Laurel Halo, “Raw Silk Uncut Wood”

laurel

A seguito del successo del precedente lavoro, quel “Dust” pubblicato l’anno scorso dove era riuscita a proporre una convincente sintesi di tutte le sonorità che aveva affrontato nella sua ormai quasi decennale carriera, Laurel Halo ha pubblicato questo mini album di 32 minuti, composto da sole sei canzoni. Non è ben chiaro se “Raw Silk Uncut Wood” sia classificabile come EP o CD, certo è che rientra di diritto fra i migliori dischi di musica ambient degli ultimi anni.

Questa svolta verso la musica d’ambiente può apparire strana a primo acchito, dato che, come già anticipato in precedenza, “Dust” era stato un ottimo disco di musica techno/dance. Tuttavia, chi conosce la Halo sa che lei è un’artista sempre pronta a rinnovarsi ad ogni nuovo CD, dunque un cambiamento anche radicale era preventivabile. Allo stesso tempo, però, la struttura perfetta dell’EP e la maturità con cui Laurel compone brani che guardano anche al jazz sono fattori non trascurabili.

All’inizio e alla fine del lavoro, infatti, sono poste due suite di oltre 10 minuti di durata, la title track e Nahbarkeit, due pezzi molto ambiziosi che ricordano Gas. In mezzo, invece, abbiamo quattro melodie più brevi e a tratti frammentarie: sembra quasi di percorrere un viaggio immaginario, dapprima calmo poi tumultuoso poi di nuovo sereno. I pezzi migliori sono Raw Silk Uncut Wood e Nahbarkeit; non pienamente a fuoco Quietude, ma resta comunque un esperimento apprezzabile.

In conclusione, “Raw Silk Uncut Wood” marca un’altra tappa cruciale nella maturazione di questa artista, che sta diventando ad ogni uscita sempre più rilevante per la scena della musica elettronica mondiale. Brava, Laurel Halo: vorremmo che il mondo avesse più artisti visionari come te.

Voto finale: 7,5.

Dirty Projectors, “Lamp Lit Prose”

dirty projectors

La storia dei Dirty Projectors sembra sempre più poter essere divisa in due: con Amber Coffman e senza Amber Coffman. Ricordiamo infatti che il sodalizio (e la relazione amorosa) fra la cantautrice e David Longstreth si sono interrotti nel 2016: da quel momento il solo Longstreth è rimasto nei Dirty Projectors. Non è un caso che “Dirty Projectors” (2017) sia il disco più cupo della carriera del gruppo, tutto incentrato sulla rottura fra le due anime della band. Al contrario, questo “Lamp Lit Prose” è forse il più solare e pop fra i dischi a firma Longstreth: aiutato anche da ospiti di grande spessore, infatti, David crea melodie sempre orecchiabili e lascia da parte le sperimentazioni barocche del passato.

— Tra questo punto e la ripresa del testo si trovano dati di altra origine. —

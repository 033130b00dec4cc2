use std::time::Duration;

use async_trait::async_trait;

use crate::Result;

/// Minimal key-value capability the delivery core relies on.
///
/// Values are opaque strings. A `ttl` of `None` keeps the entry until it is
/// deleted explicitly.
#[async_trait]
pub trait CacheStore: Send + Sync + std::fmt::Debug {
    async fn exists(&self, key: &str) -> Result<bool>;

    async fn get(&self, key: &str) -> Result<Option<String>>;

    async fn set(&self, key: &str, value: &str, ttl: Option<Duration>) -> Result<()>;

    /// Remove the given keys, returning how many were present.
    async fn delete(&self, keys: &[String]) -> Result<usize>;

    /// Keys matching a glob `pattern` (`*` and `?` wildcards).
    async fn list_keys(&self, pattern: &str) -> Result<Vec<String>>;

    /// `false` for backends that never hold data.
    fn is_enabled(&self) -> bool {
        true
    }
}
//! Control API error types

use axum::{
    Json,
    http::StatusCode,
    response::{IntoResponse, Response},
};
use herald_cache::CacheError;
use herald_delivery::{DeliveryError, SchedulerError};
use herald_store::StoreError;
use serde::Serialize;
use thiserror::Error;

/// Errors that stop the API server itself
#[derive(Debug, Error)]
pub enum ApiError {
    /// Failed to bind to the specified address
    #[error("Failed to bind API server to {address}: {source}")]
    BindError {
        address: String,
        source: std::io::Error,
    },

    /// API server encountered a runtime error
    #[error("API server error: {0}")]
    ServerError(String),
}

/// A failed request, rendered as `{ "error": ..., "details": ... }`.
#[derive(Debug)]
pub struct RequestError {
    status: StatusCode,
    error: &'static str,
    details: String,
}

#[derive(Serialize)]
struct ErrorBody<'a> {
    error: &'a str,
    details: &'a str,
}

impl RequestError {
    #[must_use]
    pub fn new(status: StatusCode, error: &'static str, details: impl Into<String>) -> Self {
        Self {
            status,
            error,
            details: details.into(),
        }
    }

    #[must_use]
    pub const fn status(&self) -> StatusCode {
        self.status
    }
}

impl IntoResponse for RequestError {
    fn into_response(self) -> Response {
        let body = ErrorBody {
            error: self.error,
            details: &self.details,
        };
        (self.status, Json(body)).into_response()
    }
}

impl From<StoreError> for RequestError {
    fn from(error: StoreError) -> Self {
        if error.is_not_found() {
            Self::new(StatusCode::NOT_FOUND, "Message not found", error.to_string())
        } else {
            Self::new(
                StatusCode::INTERNAL_SERVER_ERROR,
                "Message store error",
                error.to_string(),
            )
        }
    }
}

impl From<DeliveryError> for RequestError {
    fn from(error: DeliveryError) -> Self {
        let (status, label) = if error.is_rate_limited() {
            (StatusCode::TOO_MANY_REQUESTS, "Rate limited")
        } else if error.is_system() {
            (StatusCode::INTERNAL_SERVER_ERROR, "Delivery failed")
        } else {
            (StatusCode::BAD_GATEWAY, "Delivery failed")
        };
        Self::new(status, label, error.to_string())
    }
}

impl From<SchedulerError> for RequestError {
    fn from(error: SchedulerError) -> Self {
        Self::new(
            StatusCode::INTERNAL_SERVER_ERROR,
            "Scheduler error",
            error.to_string(),
        )
    }
}

impl From<CacheError> for RequestError {
    fn from(error: CacheError) -> Self {
        Self::new(
            StatusCode::SERVICE_UNAVAILABLE,
            "Cache unavailable",
            error.to_string(),
        )
    }
}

Right Now è perfetta in apertura per settare il mood del disco, ulteriormente chiarito da Break Thru, in realtà uno dei pezzi più deboli del progetto. In altre parti, tuttavia, “Lamp Lit Prose” brilla di luce propria: Feel Energy e I Found It In U sono fra i pezzi più melodici e gradevoli al primo ascolto dei Dirty Projectors. Dicevamo poi dei numerosi ospiti presenti nel disco: da Rostam Batmanglij a Syd, passando per Amber Mark e Empress Of, tutti danno un loro contributo che aiuta il disco, pur breve, a decollare.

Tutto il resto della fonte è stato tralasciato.